> [EXERCISE DATA]

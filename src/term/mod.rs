//! # Vocabularies
//!
//! Source files are keyed by terms from a handful of vocabularies. Every
//! supported vocabulary is a closed enum registered at compile time; anything
//! else is kept verbatim as [`Term::Unknown`].
//!
//! | Vocabulary | Namespace | Prefix |
//! |------------|-----------|--------|
//! | Darwin Core | `http://rs.tdwg.org/dwc/terms/` | `dwc:` |
//! | Dublin Core | `http://purl.org/dc/terms/` | `dc:` / `dcterms:` |
//! | ACEF | `http://rs.col.plus/terms/acef/` | `acef:` |
//! | ColDP | `http://rs.col.plus/terms/col/` | `col:` |

use std::fmt;

use serde::{Deserialize, Serialize};

/// Generates a closed term enum with its simple names.
///
/// Lookup by simple name ignores case, underscores, dashes and spaces so that
/// `taxon_id`, `TaxonID` and `taxonID` all resolve to the same term.
macro_rules! vocabulary {
    (
        $(#[$meta:meta])*
        $vis:vis enum $name:ident {
            $( $variant:ident => $simple:literal ),+ $(,)?
        }
    ) => {
        $(#[$meta])*
        #[derive(
            Debug, Clone, Copy, PartialEq, Eq, Hash, PartialOrd, Ord,
            ::serde::Serialize, ::serde::Deserialize,
        )]
        $vis enum $name {
            $( $variant ),+
        }

        impl $name {
            pub const ALL: &'static [$name] = &[ $( $name::$variant ),+ ];

            pub fn simple_name(&self) -> &'static str {
                match self {
                    $( $name::$variant => $simple ),+
                }
            }

            pub fn from_simple_name(name: &str) -> Option<Self> {
                let wanted = $crate::term::normalize_term_name(name);
                Self::ALL
                    .iter()
                    .copied()
                    .find(|t| $crate::term::normalize_term_name(t.simple_name()) == wanted)
            }
        }

        impl ::std::fmt::Display for $name {
            fn fmt(&self, f: &mut ::std::fmt::Formatter<'_>) -> ::std::fmt::Result {
                f.write_str(self.simple_name())
            }
        }
    };
}

pub mod acef;
pub mod coldp;
pub mod dc;
pub mod dwc;

pub use acef::{AcefRowType, AcefTerm};
pub use coldp::{ColdpRowType, ColdpTerm};
pub use dc::DcTerm;
pub use dwc::{DwcRowType, DwcTerm};

pub(crate) fn normalize_term_name(name: &str) -> String {
    name.chars()
        .filter(|c| !matches!(c, '_' | '-' | ' ' | '.'))
        .flat_map(char::to_lowercase)
        .collect()
}

// ============================================================================
// Vocabulary
// ============================================================================

/// The vocabularies a term can come from.
#[derive(Debug, Clone, Copy, PartialEq, Eq, Hash, Serialize, Deserialize)]
pub enum Vocabulary {
    Dwc,
    Dc,
    Acef,
    Coldp,
}

impl Vocabulary {
    pub fn namespaces(&self) -> &'static [&'static str] {
        match self {
            Vocabulary::Dwc => &["http://rs.tdwg.org/dwc/terms/"],
            Vocabulary::Dc => &["http://purl.org/dc/terms/", "http://purl.org/dc/elements/1.1/"],
            Vocabulary::Acef => &["http://rs.col.plus/terms/acef/"],
            Vocabulary::Coldp => &["http://rs.col.plus/terms/col/", "http://rs.col.plus/terms/coldp/"],
        }
    }

    pub fn prefixes(&self) -> &'static [&'static str] {
        match self {
            Vocabulary::Dwc => &["dwc"],
            Vocabulary::Dc => &["dc", "dcterms"],
            Vocabulary::Acef => &["acef"],
            Vocabulary::Coldp => &["col", "coldp"],
        }
    }

    fn from_prefix(prefix: &str) -> Option<Self> {
        let prefix = prefix.to_ascii_lowercase();
        [Vocabulary::Dwc, Vocabulary::Dc, Vocabulary::Acef, Vocabulary::Coldp]
            .into_iter()
            .find(|v| v.prefixes().contains(&prefix.as_str()))
    }

    fn from_namespace(uri: &str) -> Option<Self> {
        [Vocabulary::Dwc, Vocabulary::Dc, Vocabulary::Acef, Vocabulary::Coldp]
            .into_iter()
            .find(|v| v.namespaces().iter().any(|ns| uri.starts_with(ns)))
    }

    /// Look up a simple name inside this vocabulary only.
    pub fn term(&self, simple_name: &str) -> Option<Term> {
        match self {
            Vocabulary::Dwc => DwcTerm::from_simple_name(simple_name).map(Term::Dwc),
            Vocabulary::Dc => DcTerm::from_simple_name(simple_name).map(Term::Dc),
            Vocabulary::Acef => AcefTerm::from_simple_name(simple_name).map(Term::Acef),
            Vocabulary::Coldp => ColdpTerm::from_simple_name(simple_name).map(Term::Coldp),
        }
    }
}

// ============================================================================
// Term
// ============================================================================

/// A column key of a source record.
#[derive(Debug, Clone, PartialEq, Eq, Hash, PartialOrd, Ord, Serialize, Deserialize)]
pub enum Term {
    Dwc(DwcTerm),
    Dc(DcTerm),
    Acef(AcefTerm),
    Coldp(ColdpTerm),
    /// A column no supported vocabulary knows; kept for provenance.
    Unknown(String),
}

impl Term {
    /// Resolve a header cell or `meta.xml` term URI.
    ///
    /// Explicit namespaces (`http://...`) and prefixes (`dwc:`) win. Bare names
    /// are looked up in `default` first, then in the remaining vocabularies.
    pub fn from_header(header: &str, default: Vocabulary) -> Term {
        let raw = header.trim().trim_start_matches('\u{feff}');
        if raw.is_empty() {
            return Term::Unknown(String::new());
        }

        if raw.contains("://") {
            if let Some(vocab) = Vocabulary::from_namespace(raw) {
                let simple = raw.rsplit(['/', '#']).next().unwrap_or(raw);
                if let Some(term) = vocab.term(simple) {
                    return term;
                }
            }
            return Term::Unknown(raw.to_string());
        }

        if let Some((prefix, simple)) = raw.split_once(':') {
            if let Some(vocab) = Vocabulary::from_prefix(prefix) {
                return vocab.term(simple).unwrap_or_else(|| Term::Unknown(raw.to_string()));
            }
        }

        let order = [default, Vocabulary::Dwc, Vocabulary::Coldp, Vocabulary::Dc, Vocabulary::Acef];
        order
            .iter()
            .find_map(|v| v.term(raw))
            .unwrap_or_else(|| Term::Unknown(raw.to_string()))
    }

    pub fn vocabulary(&self) -> Option<Vocabulary> {
        match self {
            Term::Dwc(_) => Some(Vocabulary::Dwc),
            Term::Dc(_) => Some(Vocabulary::Dc),
            Term::Acef(_) => Some(Vocabulary::Acef),
            Term::Coldp(_) => Some(Vocabulary::Coldp),
            Term::Unknown(_) => None,
        }
    }

    pub fn simple_name(&self) -> &str {
        match self {
            Term::Dwc(t) => t.simple_name(),
            Term::Dc(t) => t.simple_name(),
            Term::Acef(t) => t.simple_name(),
            Term::Coldp(t) => t.simple_name(),
            Term::Unknown(s) => s,
        }
    }
}

impl fmt::Display for Term {
    fn fmt(&self, f: &mut fmt::Formatter<'_>) -> fmt::Result {
        match self.vocabulary() {
            Some(v) => write!(f, "{}:{}", v.prefixes()[0], self.simple_name()),
            None => f.write_str(self.simple_name()),
        }
    }
}

impl From<DwcTerm> for Term {
    fn from(t: DwcTerm) -> Self { Term::Dwc(t) }
}
impl From<DcTerm> for Term {
    fn from(t: DcTerm) -> Self { Term::Dc(t) }
}
impl From<AcefTerm> for Term {
    fn from(t: AcefTerm) -> Self { Term::Acef(t) }
}
impl From<ColdpTerm> for Term {
    fn from(t: ColdpTerm) -> Self { Term::Coldp(t) }
}

// ============================================================================
// Row types
// ============================================================================

/// The kind of entity a source file holds.
#[derive(Debug, Clone, PartialEq, Eq, Hash, PartialOrd, Ord, Serialize, Deserialize)]
pub enum RowType {
    Dwc(DwcRowType),
    Acef(AcefRowType),
    Coldp(ColdpRowType),
    /// An extension nobody interprets; rows are kept as verbatim records only.
    Other(String),
}

impl RowType {
    /// Resolve a `meta.xml` rowType URI or a file stem in the given vocabulary.
    pub fn resolve(name: &str, vocab: Vocabulary) -> RowType {
        let simple = name.rsplit(['/', '#']).next().unwrap_or(name);
        let found = match vocab {
            Vocabulary::Dwc | Vocabulary::Dc => DwcRowType::from_simple_name(simple).map(RowType::Dwc),
            Vocabulary::Acef => AcefRowType::from_simple_name(simple).map(RowType::Acef),
            Vocabulary::Coldp => ColdpRowType::from_simple_name(simple).map(RowType::Coldp),
        };
        match found {
            Some(rt) => rt,
            // plural sheet names such as `References.txt`
            None => match simple.strip_suffix('s').filter(|s| !s.is_empty()).map(|s| RowType::resolve(s, vocab)) {
                Some(RowType::Other(_)) | None => RowType::Other(simple.to_string()),
                Some(rt) => rt,
            },
        }
    }

    pub fn simple_name(&self) -> &str {
        match self {
            RowType::Dwc(r) => r.simple_name(),
            RowType::Acef(r) => r.simple_name(),
            RowType::Coldp(r) => r.simple_name(),
            RowType::Other(s) => s,
        }
    }
}

impl fmt::Display for RowType {
    fn fmt(&self, f: &mut fmt::Formatter<'_>) -> fmt::Result {
        f.write_str(self.simple_name())
    }
}
//! End-to-end tests for run lifecycle: cancellation, failure states, the
//! JSON report and re-importing an exported tree.

use std::fs;

use clb_normalizer::export::export_text_tree;
use clb_normalizer::{
    CancelFlag, Error, ImportContext, Issue, MemoryStore, NormalizationReport, Normalizer, NormalizerConfig,
    NormalizerState,
};
use pretty_assertions::assert_eq;

const TREE: &str = "\
Plantae [kingdom]
  Pinaceae [family]
    Abies Mill. [genus]
      Abies alba Mill. [species]
        $Pinus picea L. [species]
        *Abies pectinata DC. [species]
    Picea A.Dietr. [genus]
";

fn tree_dir(text: &str) -> tempfile::TempDir {
    let tmp = tempfile::tempdir().unwrap();
    fs::write(tmp.path().join("tree.txtree"), text).unwrap();
    tmp
}

// ============================================================================
// 1. Cancellation and failures
// ============================================================================

#[tokio::test]
async fn test_cancelled_run_reports_state_and_closes_store() {
    let tmp = tree_dir(TREE);
    let cancel = CancelFlag::new();
    cancel.cancel();
    let ctx = ImportContext::new(42, 3).with_cancel_flag(cancel);
    let normalizer = Normalizer::new(MemoryStore::new(), tmp.path(), ctx, NormalizerConfig::default());
    assert_eq!(normalizer.state(), NormalizerState::Parsing);

    let err = normalizer.run().await.unwrap_err();
    assert!(err.is_interrupted());
    assert_eq!((err.dataset_key, err.attempt, err.state), (42, 3, NormalizerState::Parsing));
    assert!(err.to_string().contains("dataset 42 attempt 3"));
}

#[tokio::test]
async fn test_corrupt_zip_fails_while_parsing() {
    let tmp = tempfile::tempdir().unwrap();
    let path = tmp.path().join("broken.zip");
    // zip magic followed by garbage
    fs::write(&path, b"PK\x03\x04not really a zip").unwrap();
    let err = Normalizer::new(MemoryStore::new(), &path, ImportContext::new(1, 1), NormalizerConfig::default())
        .run()
        .await
        .unwrap_err();
    assert_eq!(err.state, NormalizerState::Parsing);
    assert!(matches!(err.source, Error::Zip(_) | Error::CorruptArchive(_)));
}

// ============================================================================
// 2. Report
// ============================================================================

#[tokio::test]
async fn test_report_round_trips_through_json() {
    let tmp = tree_dir(TREE);
    let (_, report) = Normalizer::new(MemoryStore::new(), tmp.path(), ImportContext::new(9, 1), NormalizerConfig::default())
        .run()
        .await
        .unwrap();

    assert_eq!(report.insert.usages, 7);
    assert_eq!(report.relationships.parent_of, 4);
    assert_eq!(report.relationships.synonym_of, 2);
    assert_eq!(report.relationships.has_basionym, 1);
    assert!(report.validation.valid);
    assert!(report.finished >= report.started);

    let json = report.to_json().unwrap();
    assert!(json.contains("\"format\": \"text_tree\""));
    let back: NormalizationReport = serde_json::from_str(&json).unwrap();
    assert_eq!(back, report);
}

#[tokio::test]
async fn test_issue_counts_are_keyed_by_issue_name() {
    let tmp = tree_dir("Plantae [kingdom]\n  Abies [nonsense]\n  *Pinus picea L. [species]\n");
    let (_, report) = Normalizer::new(MemoryStore::new(), tmp.path(), ImportContext::new(9, 1), NormalizerConfig::default())
        .run()
        .await
        .unwrap();
    assert_eq!(report.issue_count(Issue::RankInvalid), 1);
    assert_eq!(report.issue_count(Issue::AcceptedNameMissing), 1);

    let json = serde_json::to_value(&report).unwrap();
    assert_eq!(json["issues"]["ACCEPTED_NAME_MISSING"], 1);
}

// ============================================================================
// 3. Export and re-import
// ============================================================================

#[tokio::test]
async fn test_exported_tree_reimports_to_the_same_tree() {
    let tmp = tree_dir(TREE);
    let (store, _) = Normalizer::new(MemoryStore::new(), tmp.path(), ImportContext::new(1, 1), NormalizerConfig::default())
        .run()
        .await
        .unwrap();
    let mut first = Vec::new();
    let lines = export_text_tree(&store, &mut first, &CancelFlag::new()).await.unwrap();
    assert_eq!(lines, 7);
    let first = String::from_utf8(first).unwrap();
    assert!(first.contains("        $Pinus picea L. [species]"));

    let again = tree_dir(&first);
    let (store, report) =
        Normalizer::new(MemoryStore::new(), again.path(), ImportContext::new(1, 2), NormalizerConfig::default())
            .run()
            .await
            .unwrap();
    assert!(report.validation.valid);
    let mut second = Vec::new();
    export_text_tree(&store, &mut second, &CancelFlag::new()).await.unwrap();
    assert_eq!(String::from_utf8(second).unwrap(), first);
}
//! Verbatim source records kept for provenance and issue attribution.

use std::collections::BTreeSet;

use serde::{Deserialize, Serialize};

use super::Issue;
use crate::term::{RowType, Term};

/// Store-assigned key of a verbatim record.
#[derive(Debug, Clone, Copy, PartialEq, Eq, Hash, PartialOrd, Ord, Serialize, Deserialize)]
pub struct VerbatimKey(pub u64);

impl std::fmt::Display for VerbatimKey {
    fn fmt(&self, f: &mut std::fmt::Formatter<'_>) -> std::fmt::Result {
        write!(f, "v{}", self.0)
    }
}

/// One raw source row: term → value pairs in column order, plus the issues
/// raised while interpreting it.
#[derive(Debug, Clone, Default, PartialEq, Eq, Serialize, Deserialize)]
pub struct VerbatimRecord {
    pub key: Option<VerbatimKey>,
    pub file: String,
    pub line: u64,
    pub row_type: Option<RowType>,
    pub terms: Vec<(Term, String)>,
    pub issues: BTreeSet<Issue>,
}

impl VerbatimRecord {
    pub fn new(file: impl Into<String>, line: u64, row_type: RowType) -> Self {
        Self {
            file: file.into(),
            line,
            row_type: Some(row_type),
            ..Default::default()
        }
    }

    /// Raw value, including blanks.
    pub fn get_raw(&self, term: &Term) -> Option<&str> {
        self.terms.iter().find(|(t, _)| t == term).map(|(_, v)| v.as_str())
    }

    /// Trimmed, non-empty value.
    pub fn get(&self, term: impl Into<Term>) -> Option<&str> {
        let term = term.into();
        self.get_raw(&term).map(str::trim).filter(|v| !v.is_empty())
    }

    /// First non-empty value of several alternative terms.
    pub fn get_first(&self, terms: &[Term]) -> Option<&str> {
        terms.iter().find_map(|t| self.get_raw(t).map(str::trim).filter(|v| !v.is_empty()))
    }

    pub fn has(&self, term: impl Into<Term>) -> bool {
        self.get(term).is_some()
    }

    /// Insert or replace a value.
    pub fn put(&mut self, term: impl Into<Term>, value: impl Into<String>) {
        let term = term.into();
        let value = value.into();
        match self.terms.iter_mut().find(|(t, _)| *t == term) {
            Some(slot) => slot.1 = value,
            None => self.terms.push((term, value)),
        }
    }

    pub fn add_issue(&mut self, issue: Issue) {
        self.issues.insert(issue);
    }

    pub fn add_issues(&mut self, issues: impl IntoIterator<Item = Issue>) {
        self.issues.extend(issues);
    }

    pub fn has_issue(&self, issue: Issue) -> bool {
        self.issues.contains(&issue)
    }

    pub fn len(&self) -> usize {
        self.terms.len()
    }

    pub fn is_empty(&self) -> bool {
        self.terms.is_empty()
    }

    /// `file:line` for log messages.
    pub fn location(&self) -> String {
        format!("{}:{}", self.file, self.line)
    }
}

> [PROBLEM REQUIREMENTS] Note every line above where the string "NormalizationReport" shows up, and copy those lines.

> [SOLUTION FOR THIS EXERCISE]
    CancelFlag, Error, ImportContext, Issue, MemoryStore, NormalizationReport, Normalizer, NormalizerConfig,
    let back: NormalizationReport = serde_json::from_str(&json).unwrap();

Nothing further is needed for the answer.